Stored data
·····

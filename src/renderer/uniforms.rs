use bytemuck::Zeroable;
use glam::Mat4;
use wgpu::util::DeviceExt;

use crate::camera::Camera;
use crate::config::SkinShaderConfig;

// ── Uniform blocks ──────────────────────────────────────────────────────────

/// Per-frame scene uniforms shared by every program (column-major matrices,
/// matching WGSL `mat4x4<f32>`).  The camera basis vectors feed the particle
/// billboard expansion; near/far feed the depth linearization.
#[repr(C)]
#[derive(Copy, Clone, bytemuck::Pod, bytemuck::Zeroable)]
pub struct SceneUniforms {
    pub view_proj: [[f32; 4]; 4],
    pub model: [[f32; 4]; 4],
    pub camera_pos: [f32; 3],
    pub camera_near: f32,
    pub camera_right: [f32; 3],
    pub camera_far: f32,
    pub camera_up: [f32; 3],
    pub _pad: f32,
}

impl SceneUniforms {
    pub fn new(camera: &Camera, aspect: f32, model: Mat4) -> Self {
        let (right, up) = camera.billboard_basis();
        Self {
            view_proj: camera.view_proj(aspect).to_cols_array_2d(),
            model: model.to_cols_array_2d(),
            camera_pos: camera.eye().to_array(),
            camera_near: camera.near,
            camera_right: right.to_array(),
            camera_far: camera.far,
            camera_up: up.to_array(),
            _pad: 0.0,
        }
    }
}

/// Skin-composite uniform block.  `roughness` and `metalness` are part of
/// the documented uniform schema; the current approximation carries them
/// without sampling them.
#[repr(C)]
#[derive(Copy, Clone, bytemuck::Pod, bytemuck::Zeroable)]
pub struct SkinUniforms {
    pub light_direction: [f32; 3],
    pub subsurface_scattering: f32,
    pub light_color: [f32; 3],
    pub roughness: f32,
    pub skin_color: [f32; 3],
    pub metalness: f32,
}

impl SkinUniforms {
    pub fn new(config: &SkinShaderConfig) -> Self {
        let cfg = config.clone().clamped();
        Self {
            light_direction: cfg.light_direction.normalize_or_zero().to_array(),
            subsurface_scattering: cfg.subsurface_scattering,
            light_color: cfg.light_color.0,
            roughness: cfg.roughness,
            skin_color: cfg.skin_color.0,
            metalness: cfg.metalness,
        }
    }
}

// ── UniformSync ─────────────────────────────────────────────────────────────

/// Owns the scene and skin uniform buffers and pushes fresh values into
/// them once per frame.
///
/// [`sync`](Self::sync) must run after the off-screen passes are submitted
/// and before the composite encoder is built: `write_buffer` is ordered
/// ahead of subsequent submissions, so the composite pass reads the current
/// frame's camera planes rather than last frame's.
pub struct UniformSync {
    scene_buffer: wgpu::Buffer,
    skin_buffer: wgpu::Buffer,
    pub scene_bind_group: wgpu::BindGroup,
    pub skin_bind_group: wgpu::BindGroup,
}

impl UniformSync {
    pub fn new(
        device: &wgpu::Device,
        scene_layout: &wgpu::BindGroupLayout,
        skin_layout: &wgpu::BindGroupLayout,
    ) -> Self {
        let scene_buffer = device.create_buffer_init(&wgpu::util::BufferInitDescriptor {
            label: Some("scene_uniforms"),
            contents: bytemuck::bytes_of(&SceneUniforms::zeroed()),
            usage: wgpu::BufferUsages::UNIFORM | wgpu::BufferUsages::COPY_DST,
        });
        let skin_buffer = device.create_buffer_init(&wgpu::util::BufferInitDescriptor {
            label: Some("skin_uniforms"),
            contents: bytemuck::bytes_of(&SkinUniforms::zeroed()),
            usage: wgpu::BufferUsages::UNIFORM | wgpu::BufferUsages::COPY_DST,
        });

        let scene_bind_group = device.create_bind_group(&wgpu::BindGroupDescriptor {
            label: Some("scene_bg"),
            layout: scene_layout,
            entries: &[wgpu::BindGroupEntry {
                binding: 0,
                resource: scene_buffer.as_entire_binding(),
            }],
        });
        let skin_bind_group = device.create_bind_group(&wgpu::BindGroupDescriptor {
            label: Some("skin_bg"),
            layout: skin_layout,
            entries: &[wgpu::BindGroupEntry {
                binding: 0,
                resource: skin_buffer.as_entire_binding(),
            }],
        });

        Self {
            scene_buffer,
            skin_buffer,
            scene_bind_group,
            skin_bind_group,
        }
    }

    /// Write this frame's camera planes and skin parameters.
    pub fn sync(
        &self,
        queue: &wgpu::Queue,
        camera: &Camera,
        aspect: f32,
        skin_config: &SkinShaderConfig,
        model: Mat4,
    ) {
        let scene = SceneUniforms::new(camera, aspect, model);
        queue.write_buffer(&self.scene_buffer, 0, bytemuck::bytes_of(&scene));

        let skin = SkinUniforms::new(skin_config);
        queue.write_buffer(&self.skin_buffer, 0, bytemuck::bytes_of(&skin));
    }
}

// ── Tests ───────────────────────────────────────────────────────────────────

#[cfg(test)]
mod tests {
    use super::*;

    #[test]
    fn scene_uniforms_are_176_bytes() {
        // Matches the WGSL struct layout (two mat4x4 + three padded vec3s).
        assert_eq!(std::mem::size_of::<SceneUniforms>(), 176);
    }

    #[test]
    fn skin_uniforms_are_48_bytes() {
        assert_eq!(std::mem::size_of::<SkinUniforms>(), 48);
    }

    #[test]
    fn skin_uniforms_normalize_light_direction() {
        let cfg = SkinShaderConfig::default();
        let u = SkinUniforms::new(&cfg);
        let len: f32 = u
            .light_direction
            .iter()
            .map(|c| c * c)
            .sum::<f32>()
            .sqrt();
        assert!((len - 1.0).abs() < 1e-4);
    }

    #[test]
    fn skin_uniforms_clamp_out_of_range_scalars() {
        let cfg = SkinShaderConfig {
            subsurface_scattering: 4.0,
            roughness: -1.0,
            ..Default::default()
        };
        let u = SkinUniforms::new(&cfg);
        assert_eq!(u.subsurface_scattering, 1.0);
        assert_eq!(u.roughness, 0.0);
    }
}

·····

# Directions
Your answer should be all lines from the data that contain "metalness".

# Response box
/// Skin-composite uniform block.  `roughness` and `metalness` are part of
    pub metalness: f32,
            metalness: cfg.metalness,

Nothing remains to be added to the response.